Any subsequent updates to the certificate received by the Controller will automatically and transparently be pushed to Service Engines using the certificate.
TPP will learn the mapping of the virtual service name to the certificate. It will automatically handle certificate and chain certificate renewals.
IP Access
As a best practice, you can lock down the Avi Load Balancer administrative UI to known IP addresses. If this has been done, ensure that you include the source IP addresses of the Trust Protection Platform in the allowed-IP list of Avi Load Balancer for administrative access.
Admin Access
TPP can use any administrator account that has write-access to SSL/ TLS certificates for the required tenants. Best practice is to create a new role for SSL administration, with only write access for SSL/ TLS Certificates enabled. Create a new admin account mapped to this role. This limits the exposure of this account, and provides better audit logs.
Onboard discovery
The Onboard Discovery feature automates the process of importing certificates into Trust Protection Platform from network devices where you can monitor, validate, and provision them.
In case of having virtual services setup on Controller with SSL support and a blank setup or outdated configurations on Venafi TPP, onboard discovery job can be used to generate the corresponding certificate and application objects for the virtual services in Venafi TPP with pre-defined parameter values. This makes provisioning possible immediately after the discovery step. The job can be run automatically at regular intervals of time from Venafi TPP.
Provisioning
Provisioning is the process of pushing attached certificate in Avi Load Balancer Adaptable App in Venafi TPP to the corresponding virtual service under corresponding tenant, based on parameters of the Adaptable App. Provisioning is automatically triggered when a certificate is renewed in Venafi TPP.

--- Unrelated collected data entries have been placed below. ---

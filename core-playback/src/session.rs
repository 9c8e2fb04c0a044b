//! # Playback Session
//!
//! The session owner: a single task holding the queue, the backend adapter,
//! the focus coordinator and the status poller, and the only place where the
//! [`SessionState`] changes.
//!
//! ## Message flow
//!
//! ```text
//! SessionHandle ──Inbound──┐
//!                          v
//! engine events ──┐   ┌─────────┐   submit   ┌────────────────┐
//! focus changes ──┼──>│  owner  │──────────> │ backend worker │
//! timer ticks   ──┘   └─────────┘ <───────── └────────────────┘
//!                          │         Settled
//!                          v
//!                      EventBus
//! ```
//!
//! Commands, engine events, focus changes, timer ticks and backend
//! completions are all handled one at a time by the owner, so no state
//! transition ever races another. Internal messages are drained before the
//! next command is taken.
//!
//! ## Generations
//!
//! Load, stop and release start a new backend generation. Engine events and
//! completions from an older generation are dropped, and commands still
//! waiting on one resolve with `Cancelled`.

use crate::backend::{BackendAdapter, Ticket};
use crate::config::PlaybackSettings;
use crate::error::{PlaybackError, Result};
use crate::focus::{AudioFocusCoordinator, FocusAction};
use crate::handle::{Inbound, PlaybackSnapshot, Reply, SessionCommand, SessionHandle};
use crate::poller::{StatusPoller, TimerKind};
use crate::queue::{MediaItem, MediaQueue, QueueDiff};
use crate::queue_editor::{EditSettlement, QueueEditor};
use bridge_traits::{
    AudioFocusHost, BridgeError, EngineEvent, EngineState, FocusChangeStream, FocusState,
    LoadRequest, UnarbitratedFocus,
};
use core_runtime::config::SessionConfig;
use core_runtime::events::{
    CoreEvent, EventBus, FocusEvent, QueueEvent, SessionEvent, SessionState,
};
use std::collections::HashMap;
use std::sync::Arc;
use std::time::Duration;
use tokio::sync::mpsc;
use tokio_util::sync::{CancellationToken, DropGuard};
use tracing::{debug, error, info, instrument, trace, warn};

/// Internal messages marshalled onto the owner task.
#[derive(Debug)]
pub(crate) enum SessionMessage {
    /// Engine event, stamped with the load generation that produced it.
    Engine { generation: u64, event: EngineEvent },
    Focus(FocusState),
    Tick { timer: TimerKind, stamp: u64 },
    /// A backend job finished.
    Settled {
        ticket: Ticket,
        generation: u64,
        result: std::result::Result<(), BridgeError>,
    },
}

struct PendingCommand {
    reply: Reply,
    generation: u64,
    command: &'static str,
}

/// How a command resolves.
enum Completion {
    Now(SessionState),
    /// When the backend settles this ticket.
    Settles(Ticket),
}

impl Completion {
    fn after(ticket: Option<Ticket>, state: SessionState) -> Self {
        match ticket {
            Some(ticket) => Completion::Settles(ticket),
            None => Completion::Now(state),
        }
    }
}

pub struct PlaybackSession {
    settings: PlaybackSettings,
    queue: MediaQueue,
    editor: QueueEditor,
    backend: BackendAdapter,
    focus: AudioFocusCoordinator,
    poller: StatusPoller,
    events: EventBus,
    state: SessionState,
    /// Last engine state of the current generation was `Ready`.
    engine_ready: bool,
    /// The cursor moved off the loaded item while paused.
    cursor_moved: bool,
    /// Where the next load starts; set by seeking an item that is not loaded.
    start_position: Option<Duration>,
    pending: HashMap<Ticket, PendingCommand>,
    released: bool,
    inbox: mpsc::UnboundedReceiver<SessionMessage>,
    focus_forwarder: Option<DropGuard>,
}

The following are the two types of provisioning:
Central
In central provisioning, since Venafi completely takes care of generation of certificate, the certificate is already ready while pushing.
New certificates are uploaded to Controller with the naming convention: <Common Name><Valid To as yyMMMdd><Last 4 of Serial>.
Remote
In remote provisioning, CSR is generated by the Avi Load Balancer and imported to Venafi using API calls, which is then used by Venafi to generate certificate.
New certificates are uploaded to the Controller with the naming convention: <Common Name>RGEN<Current Date/Time as yyMMdd-HHmmss>.
When a new application is created or a new SSL/ TLS certificate is required, use the following workflow.
From the Trust Protection Platform, create a new certificate for Avi Load Balancer. Behind the scenes, the following happens:
TPP sends the API calls necessary to generate a CSR on Avi Load Balancer and import it.
TPP forwards the CSR to the configured certificate authority.
TPP receives the signed certificate and key from the CA.
TPP pushes the certificate and key to the Avi Load Balancer, along with any required chain certificate.
From the Avi Load Balancer, create a new application virtual service, attaching the certificate.
Any subsequent updates to the certificate received by the Controller will automatically and transparently be pushed to Service Engines using the certificate.
TPP will learn the mapping of the virtual service name to the certificate. It will automatically handle certificate and chain certificate renewals.